INSTRUCTIONS FOR THE TASK —
Each line below must be printed exactly as it stands.

RECORDS SHOWN below:

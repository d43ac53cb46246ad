pub mod config_dto;
pub mod metadata_dto;
use quick_xml::escape::escape;

/// Ordered `ifl:property` key/value pairs of a single BPMN element.
///
/// Insertion order is the order written to the iFlow XML. Setting an existing
/// key replaces its value in place.
#[derive(Debug, Clone, Default, PartialEq, Eq)]
pub struct PropertySet {
    entries: Vec<(String, String)>,
}

impl PropertySet {
    pub fn new() -> Self {
        PropertySet { entries: Vec::new() }
    }

    pub fn from_pairs(pairs: &[(&str, &str)]) -> Self {
        let mut set = PropertySet::new();
        for (key, value) in pairs {
            set.set(*key, *value);
        }
        set
    }

    pub fn set(&mut self, key: impl Into<String>, value: impl Into<String>) {
        let key = key.into();
        let value = value.into();
        match self.entries.iter_mut().find(|(k, _)| *k == key) {
            Some(entry) => entry.1 = value,
            None => self.entries.push((key, value)),
        }
    }

    pub fn get(&self, key: &str) -> Option<&str> {
        self.entries.iter().find(|(k, _)| k == key).map(|(_, v)| v.as_str())
    }

    pub fn iter(&self) -> impl Iterator<Item = (&str, &str)> {
        self.entries.iter().map(|(k, v)| (k.as_str(), v.as_str()))
    }

    pub fn values(&self) -> impl Iterator<Item = &str> {
        self.entries.iter().map(|(_, v)| v.as_str())
    }

    pub fn len(&self) -> usize {
        self.entries.len()
    }

    pub fn is_empty(&self) -> bool {
        self.entries.is_empty()
    }

    /// Applies every pair of `other` on top of this set.
    pub fn extend(&mut self, other: &PropertySet) {
        for (k, v) in other.iter() {
            self.set(k, v);
        }
    }
}

/// A single cell of a property table row, e.g. `<cell id='Name'>Content-Type</cell>`.
#[derive(Debug, Clone, PartialEq, Eq)]
pub struct TableCell {
    pub id: String,
    pub value: String,
}

/// Nested table stored inside a single property value (content modifier
/// headers and properties, timer schedules).
///
/// `encode` produces the `<row><cell id='..'>..</cell></row>` markup. The
/// XML writer escapes that markup once more when it becomes a `<value>`, so
/// the final iFlow carries `&lt;row&gt;...` as SAP expects.
#[derive(Debug, Clone, Default, PartialEq, Eq)]
pub struct PropertyTable {
    pub rows: Vec<Vec<TableCell>>,
}

impl PropertyTable {
    pub fn new() -> Self {
        PropertyTable { rows: Vec::new() }
    }

    pub fn push_row(&mut self, cells: &[(&str, &str)]) {
        self.rows.push(
            cells
                .iter()
                .map(|(id, value)| TableCell { id: id.to_string(), value: value.to_string() })
                .collect(),
        );
    }

    pub fn is_empty(&self) -> bool {
        self.rows.is_empty()
    }

    pub fn encode(&self) -> String {
        let mut out = String::new();
        for row in &self.rows {
            out.push_str("<row>");
            for cell in row {
                out.push_str("<cell id='");
                out.push_str(&escape(cell.id.as_str()));
                out.push_str("'>");
                out.push_str(&escape(cell.value.as_str()));
                out.push_str("</cell>");
            }
            out.push_str("</row>");
        }
        out
    }
}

End of RECORDS SHOWN.

SOLUTION TO THIS TASK —
repository d43ac53cb46246ad
pub mod config_dto;
pub mod metadata_dto;
use quick_xml::escape::escape;

/// Ordered `ifl:property` key/value pairs of a single BPMN element.
///
/// Insertion order is the order written to the iFlow XML. Setting an existing
/// key replaces its value in place.
#[derive(Debug, Clone, Default, PartialEq, Eq)]
pub struct PropertySet {
    entries: Vec<(String, String)>,
}

impl PropertySet {
    pub fn new() -> Self {
        PropertySet { entries: Vec::new() }
    }

    pub fn from_pairs(pairs: &[(&str, &str)]) -> Self {
        let mut set = PropertySet::new();
        for (key, value) in pairs {
            set.set(*key, *value);
        }
        set
    }

    pub fn set(&mut self, key: impl Into<String>, value: impl Into<String>) {
        let key = key.into();
        let value = value.into();
        match self.entries.iter_mut().find(|(k, _)| *k == key) {
            Some(entry) => entry.1 = value,
            None => self.entries.push((key, value)),
        }
    }

    pub fn get(&self, key: &str) -> Option<&str> {
        self.entries.iter().find(|(k, _)| k == key).map(|(_, v)| v.as_str())
    }

    pub fn iter(&self) -> impl Iterator<Item = (&str, &str)> {
        self.entries.iter().map(|(k, v)| (k.as_str(), v.as_str()))
    }

    pub fn values(&self) -> impl Iterator<Item = &str> {
        self.entries.iter().map(|(_, v)| v.as_str())
    }

    pub fn len(&self) -> usize {
        self.entries.len()
    }

    pub fn is_empty(&self) -> bool {
        self.entries.is_empty()
    }

    /// Applies every pair of `other` on top of this set.
    pub fn extend(&mut self, other: &PropertySet) {
        for (k, v) in other.iter() {
            self.set(k, v);
        }
    }
}

/// A single cell of a property table row, e.g. `<cell id='Name'>Content-Type</cell>`.
#[derive(Debug, Clone, PartialEq, Eq)]
pub struct TableCell {
    pub id: String,
    pub value: String,
}

/// Nested table stored inside a single property value (content modifier
/// headers and properties, timer schedules).
///
/// `encode` produces the `<row><cell id='..'>..</cell></row>` markup. The
/// XML writer escapes that markup once more when it becomes a `<value>`, so
/// the final iFlow carries `&lt;row&gt;...` as SAP expects.
#[derive(Debug, Clone, Default, PartialEq, Eq)]
pub struct PropertyTable {
    pub rows: Vec<Vec<TableCell>>,
}

impl PropertyTable {
    pub fn new() -> Self {
        PropertyTable { rows: Vec::new() }
    }

    pub fn push_row(&mut self, cells: &[(&str, &str)]) {
        self.rows.push(
            cells
                .iter()
                .map(|(id, value)| TableCell { id: id.to_string(), value: value.to_string() })
                .collect(),
        );
    }

    pub fn is_empty(&self) -> bool {
        self.rows.is_empty()
    }

    pub fn encode(&self) -> String {
        let mut out = String::new();
        for row in &self.rows {
            out.push_str("<row>");
            for cell in row {
                out.push_str("<cell id='");
                out.push_str(&escape(cell.id.as_str()));
                out.push_str("'>");
                out.push_str(&escape(cell.value.as_str()));
                out.push_str("</cell>");
            }
            out.push_str("</row>");
        }
        out
    }
}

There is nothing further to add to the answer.